Future Fiction

The Closing of Wind River: How a Safety Notice Became a Legacy

Friday, April 17, 20263 min readEcho

A quiet 2026 land closure planted the seed for what became the county's most debated conservation boundary.

Skamania County, WA — 2047.

The sign went up in late 2026 without much ceremony. Twelve acres near the Wind River Fishway, steep and rain-slicked in the way that particular stretch of canyon always was, were proposed for permanent closure by the Washington Department of Fish and Wildlife. The stated reason was practical: fall hazards, unstable terrain, the kind of liability language that fills agency reports and rarely makes the evening news. Most residents barely noticed.

What followed over the next two decades was considerably harder to ignore.

The closure held, as these things tend to once the paperwork settles. By the early 2030s, with foot traffic redirected and informal trails left to quietly dissolve back into slope and fern, the riparian corridor along that stretch of the Wind River began recovering in ways that surprised even the biologists who had recommended the closure. Steelhead counts at the fishway improved modestly — not dramatically, not enough for headlines, but enough to show up in the longitudinal data that WDFW published in 2038. The agency cited the reduced bank disturbance as a contributing factor.

There was a counterargument, and it found its voice eventually. Families who had walked those twelve acres for generations — who knew which basalt ledge gave the best view upstream, who had taught their children to read the river from that particular vantage — felt something taken without a conversation. The Stevenson community center hosted two contentious public forums in 2029 and again in 2033, when an adjacent parcel came under similar review. The word 'closure' had by then acquired a weight it hadn't carried before.

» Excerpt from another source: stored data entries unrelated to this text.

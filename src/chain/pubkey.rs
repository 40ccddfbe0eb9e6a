//! Solana public keys and program-derived addresses.
//!
//! `Pubkey` is a 32-byte ed25519 point (or an off-curve derived
//! address) with base58 text form. Derivation follows the runtime's
//! scheme: sha256 of the seeds, the owning program id, and the
//! `"ProgramDerivedAddress"` marker; a derived address must not be a
//! valid curve point.

use ed25519_dalek::VerifyingKey;
use serde::{Deserialize, Serialize};
use sha2::{Digest, Sha256};
use std::fmt;
use std::sync::LazyLock;

use crate::types::AgentError;

pub const PUBKEY_LENGTH: usize = 32;

const PDA_MARKER: &[u8] = b"ProgramDerivedAddress";

/// A Solana account address.
#[derive(Clone, Copy, PartialEq, Eq, Hash, Serialize, Deserialize)]
pub struct Pubkey([u8; PUBKEY_LENGTH]);

impl Pubkey {
    pub const fn new(bytes: [u8; PUBKEY_LENGTH]) -> Self {
        Self(bytes)
    }

    pub fn as_bytes(&self) -> &[u8; PUBKEY_LENGTH] {
        &self.0
    }

    pub fn to_base58(&self) -> String {
        bs58::encode(self.0).into_string()
    }

    /// Whether these bytes decompress to a point on the ed25519 curve.
    /// Derived addresses are valid only when they do not.
    pub fn is_on_curve(&self) -> bool {
        VerifyingKey::from_bytes(&self.0).is_ok()
    }
}

impl fmt::Display for Pubkey {
    fn fmt(&self, f: &mut fmt::Formatter<'_>) -> fmt::Result {
        write!(f, "{}", self.to_base58())
    }
}

impl fmt::Debug for Pubkey {
    fn fmt(&self, f: &mut fmt::Formatter<'_>) -> fmt::Result {
        write!(f, "Pubkey({})", self.to_base58())
    }
}

impl std::str::FromStr for Pubkey {
    type Err = AgentError;

    fn from_str(s: &str) -> Result<Self, Self::Err> {
        let decoded = bs58::decode(s)
            .into_vec()
            .map_err(|_| AgentError::InvalidAddress(s.to_string()))?;
        let bytes: [u8; PUBKEY_LENGTH] = decoded
            .try_into()
            .map_err(|_| AgentError::InvalidAddress(s.to_string()))?;
        Ok(Self(bytes))
    }
}

impl AsRef<[u8]> for Pubkey {
    fn as_ref(&self) -> &[u8] {
        &self.0
    }
}

// ---------------------------------------------------------------------------
// Well-known program ids
// ---------------------------------------------------------------------------

/// The system program (all-zero id).
pub const SYSTEM_PROGRAM: Pubkey = Pubkey::new([0u8; PUBKEY_LENGTH]);

fn known(addr: &'static str) -> Pubkey {
    addr.parse().expect("well-known program id is valid base58")
}

/// SPL token program.
pub static TOKEN_PROGRAM: LazyLock<Pubkey> =
    LazyLock::new(|| known("TokenkegQfeZyiNwAJbNbGKPFXCWuBvf9Ss623VQ5DA"));

/// Associated token account program.
pub static ASSOCIATED_TOKEN_PROGRAM: LazyLock<Pubkey> =
    LazyLock::new(|| known("ATokenGPvbdGVxr1b2hvZbsiqW5xWH25efTNsLJA8knL"));

/// Raydium liquidity pool program (AMM v4).
pub static RAYDIUM_AMM_V4: LazyLock<Pubkey> =
    LazyLock::new(|| known("675kPX9MHTjS2zt1qfr1NYHuzeLXfQM9H24wFSUt1Mp8"));

/// Raydium AMM authority (fixed PDA of the AMM program).
pub static RAYDIUM_AUTHORITY: LazyLock<Pubkey> =
    LazyLock::new(|| known("5Q544fKrFoe6tsEbD7S8EmxGTJYAKtTVhAW5Q5pge4j1"));

// ---------------------------------------------------------------------------
// Program-derived addresses
// ---------------------------------------------------------------------------

/// Derive an address from seeds and a program id. Fails when the
/// result lands on the curve (the runtime rejects such addresses).
pub fn create_program_address(seeds: &[&[u8]], program: &Pubkey) -> Result<Pubkey, AgentError> {
    let mut hasher = Sha256::new();
    for seed in seeds {
        hasher.update(seed);
    }
    hasher.update(program.as_bytes());
    hasher.update(PDA_MARKER);

    let addr = Pubkey::new(hasher.finalize().into());
    if addr.is_on_curve() {
        return Err(AgentError::InvalidAddress(
            "derived address is on the ed25519 curve".to_string(),
        ));
    }
    Ok(addr)
}

/// Search bump seeds from 255 downward for a valid derived address.
pub fn find_program_address(seeds: &[&[u8]], program: &Pubkey) -> Result<(Pubkey, u8), AgentError> {
    for bump in (0..=255u8).rev() {
        let bump_seed = [bump];
        let mut all: Vec<&[u8]> = seeds.to_vec();
        all.push(&bump_seed);
        if let Ok(addr) = create_program_address(&all, program) {
            return Ok((addr, bump));
        }
    }
    Err(AgentError::InvalidAddress(
        "no valid bump seed found".to_string(),
    ))
}

/// The associated token account of `owner` for `mint`.
pub fn associated_token_address(owner: &Pubkey, mint: &Pubkey) -> Result<Pubkey, AgentError> {
    let (addr, _) = find_program_address(
        &[
            owner.as_bytes(),
            TOKEN_PROGRAM.as_bytes(),
            mint.as_bytes(),
        ],
        &ASSOCIATED_TOKEN_PROGRAM,
    )?;
    Ok(addr)
}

The broader pattern that emerged across Skamania County through the 2030s was one of slow, incremental retreat from marginal lands — a patchwork of small decisions, each reasonable in isolation, that cumulatively reshaped where people were permitted to be along the river systems they had always considered communal. Some called it stewardship. Others called it enclosure by bureaucratic increment.

What the Wind River closure became, in retrospect, was a test case. The county used it — sometimes wisely, sometimes defensively — as precedent for later decisions along the Washougal drainage and near the lower Gorge tributaries. The twelve acres themselves are unremarkable now, a thicket of red alder and invasive holly that the restoration crews haven't fully gotten to yet.

The fishway still runs. The steelhead still return, in the numbers they return in, which are better than the 2020s but not what anyone would call recovered. The river doesn't particularly care about the sign.

But the sign mattered. It marked the first quiet line drawn in a longer argument about who the land was for, and what safety, in the end, was supposed to protect.